Finnish oil refiner Neste Oil said on August 29 it was looking at various acquisition possibilities among European refineries and that its refining margins grew in August after a thin July.
Chief Financial Officer Petri Pentti told Reuters that many leading European oil companies were directing investment primarily into upstream assets, or oil and gas exploration, and were looking to divest from some of their refineries.
"We are keeping our eyes open to developments in the mergers and acquisitions market," Pentti said in an interview during an oil industry conference in the Norwegian capital.
"We can tap some assets the majors could be disposing." He said Neste was "focused on north-western Europe" and preferred coastal locations, which would make exports easier.
Also the group would like a facility that could process both North Sea crude and the lower-cost Russian Urals crude that usually drives its Finnish refineries.

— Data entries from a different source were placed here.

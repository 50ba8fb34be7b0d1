//! # Poseidon Application Entry Point
//!
//! This binary crate drives the dashboard: it fetches today's tide predictions
//! and the hourly forecast, renders the dashboard to the terminal, and owns the
//! periodic timer that animates the live tide marker.
//!
//! ## Flags
//! - `--once`: render a single frame and exit
//! - `--knots`: start with wind speed in knots
//! - `--offline`: skip the network and use the fallback tide model
//! - `--json-logs`: structured JSON logs on stderr
//! - `--station <id>`: override the configured NOAA station
//! - `--config <path>`: read configuration from another file

// Test modules
#[cfg(test)]
mod tests;

use anyhow::Context;
use chrono::Utc;
use poseidon_lib::{
    config::Config, dashboard::Dashboard, fallback, logging, noaa::NoaaClient, renderer,
    units::WindUnit,
};
use std::env;
use std::time::Duration;

/// Fetches slower than this are logged as slow
const SLOW_FETCH: Duration = Duration::from_secs(5);

/// Clear the terminal and move the cursor home before each repaint
const CLEAR_SCREEN: &str = "\x1b[2J\x1b[H";

#[derive(Debug, Default, PartialEq)]
struct Options {
    once: bool,
    knots: bool,
    offline: bool,
    json_logs: bool,
    station: Option<String>,
    config: Option<String>,
}

fn parse_args<I>(args: I) -> anyhow::Result<Options>
where
    I: IntoIterator<Item = String>,
{
    let mut options = Options::default();
    let mut args = args.into_iter();
    while let Some(arg) = args.next() {
        match arg.as_str() {
            "--once" => options.once = true,
            "--knots" => options.knots = true,
            "--offline" => options.offline = true,
            "--json-logs" => options.json_logs = true,
            "--station" => {
                options.station = Some(args.next().context("--station needs a station id")?);
            }
            "--config" => {
                options.config = Some(args.next().context("--config needs a path")?);
            }
            other => anyhow::bail!("unknown argument: {other}"),
        }
    }
    Ok(options)
}

/// Load tides and forecast into a fresh dashboard.
async fn load_dashboard(config: &Config, options: &Options) -> anyhow::Result<Dashboard> {
    let station = config.station.selected();
    let tz = config.station.tz();
    let mut dashboard = Dashboard::new(config);
    if options.knots {
        dashboard.set_unit(WindUnit::Knots);
    }

    if options.offline {
        dashboard.load_series(fallback::approximate(station, Utc::now(), tz));
        return Ok(dashboard);
    }

    let client = NoaaClient::new(&config.forecast)?;

    let series = logging::warn_if_slow("tide predictions", SLOW_FETCH, client.tide_series(&station))
        .await
        .unwrap_or_else(|err| {
            // Network errors are expected; keep the dashboard useful
            tracing::warn!(%err, "tide fetch failed, falling back to offline model");
            fallback::approximate(station.clone(), Utc::now(), tz)
        });
    let online = !series.offline;
    dashboard.load_series(series);

    if online {
        // NOAA's own turn times, logged next to the ones picked from the 6-minute series
        match client.hilo_predictions(&station).await {
            Ok(turns) => {
                for turn in &turns {
                    tracing::debug!(t = %turn.t, v = %turn.v, turn = ?turn.turn, "official tide turn");
                }
            }
            Err(err) => tracing::debug!(%err, "high/low fetch failed"),
        }
    }

    match logging::warn_if_slow("hourly forecast", SLOW_FETCH, client.hourly_forecast()).await {
        Ok(periods) => dashboard.set_forecast(periods),
        Err(err) => tracing::warn!(%err, "forecast fetch failed"),
    }

    Ok(dashboard)
}

async fn run(config: Config, options: Options) -> anyhow::Result<()> {
    let mut dashboard = load_dashboard(&config, &options).await?;

    let frame = dashboard.tick(Utc::now());
    if options.once {
        print!("{}", renderer::render_ascii(&dashboard, frame.as_ref(), &config.display));
        return Ok(());
    }

    // The marker pulse is driven from here; the library never starts timers.
    let mut ticker = tokio::time::interval(Duration::from_millis(config.marker.tick_millis));
    let shutdown = tokio::signal::ctrl_c();
    tokio::pin!(shutdown);

    loop {
        tokio::select! {
            _ = ticker.tick() => {
                let frame = dashboard.tick(Utc::now());
                print!(
                    "{CLEAR_SCREEN}{}",
                    renderer::render_ascii(&dashboard, frame.as_ref(), &config.display)
                );
            }
            result = &mut shutdown => {
                result.context("failed to listen for Ctrl+C")?;
                tracing::info!("shutting down");
                break;
            }
        }
    }

    Ok(())
}

/// Main application entry point.
fn main() -> anyhow::Result<()> {
    let options = parse_args(env::args().skip(1))?;
    logging::init_tracing(options.json_logs);

    let mut config = match options.config.as_deref() {
        Some(path) => Config::load_from_path(path),
        None => Config::load(),
    };
    if let Some(id) = options.station.clone() {
        config.station.id = id;
    }

    // Create Tokio runtime for async operations
    let rt = tokio::runtime::Runtime::new()?;
    rt.block_on(run(config, options))
}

Pentti said that Neste, a high-end refiner with ambitions to become the world's leading producer of bio-diesel, would not buy a refinery just to increase its throughput capacity.
"There have to be additional benefits, such as possibly the ability to expand the refining facilities, possibly into bio-diesel," he said, adding that Europe faced a shortage of diesel refineries amid growing popularity of diesel cars.
Neste usually beats average international refining margins, because it has access to cheaper Russian oil supplies, but it said on August 3 that its refining margins were low in July after a fat first half of 2007.
Pentti said Neste had a record of beating its 15 percent ROACE target and that new diesel refining capacity coming on stream in the medium term would keep its profitability up.